• [WORK REQUEST] Whenever the word "reconnection" appears in a line of the data below, copy that line.

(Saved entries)

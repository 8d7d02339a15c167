//! Bootstrap and synchronization orchestrator for the Lark client.
//!
//! Sequences application startup against the local backend process:
//! setup check, credential-based reconnection, sync-status verification,
//! staged avatar population, and the chat-list refresh that follows it.

/// Contact avatar cache with two-wave loading.
pub mod avatars;
/// Env-backed runtime configuration.
pub mod config;
/// Connection coordinator (status, server info, reconnection).
pub mod connection;
/// Bootstrap sequencer driving the stages.
pub mod sequencer;
/// Persisted connection settings.
pub mod settings;
/// UI state reducer and snapshots.
pub mod state;
/// Message-backlog sync gate.
pub mod sync_gate;

#[cfg(test)]
mod testutil;

pub use avatars::AvatarCache;
pub use config::{BootstrapConfig, ConfigError};
pub use connection::{ConnectionCoordinator, RememberedCredential, normalize_server_address};
pub use sequencer::{BootstrapSequencer, UiUpdateCallback};
pub use settings::{ConnectionSettings, clear_settings, load_settings, save_settings};
pub use state::{ChatRow, ClientState, UiSnapshot};
pub use sync_gate::SyncGate;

• [SOLUTION]
//! setup check, credential-based reconnection, sync-status verification,
/// Connection coordinator (status, server info, reconnection).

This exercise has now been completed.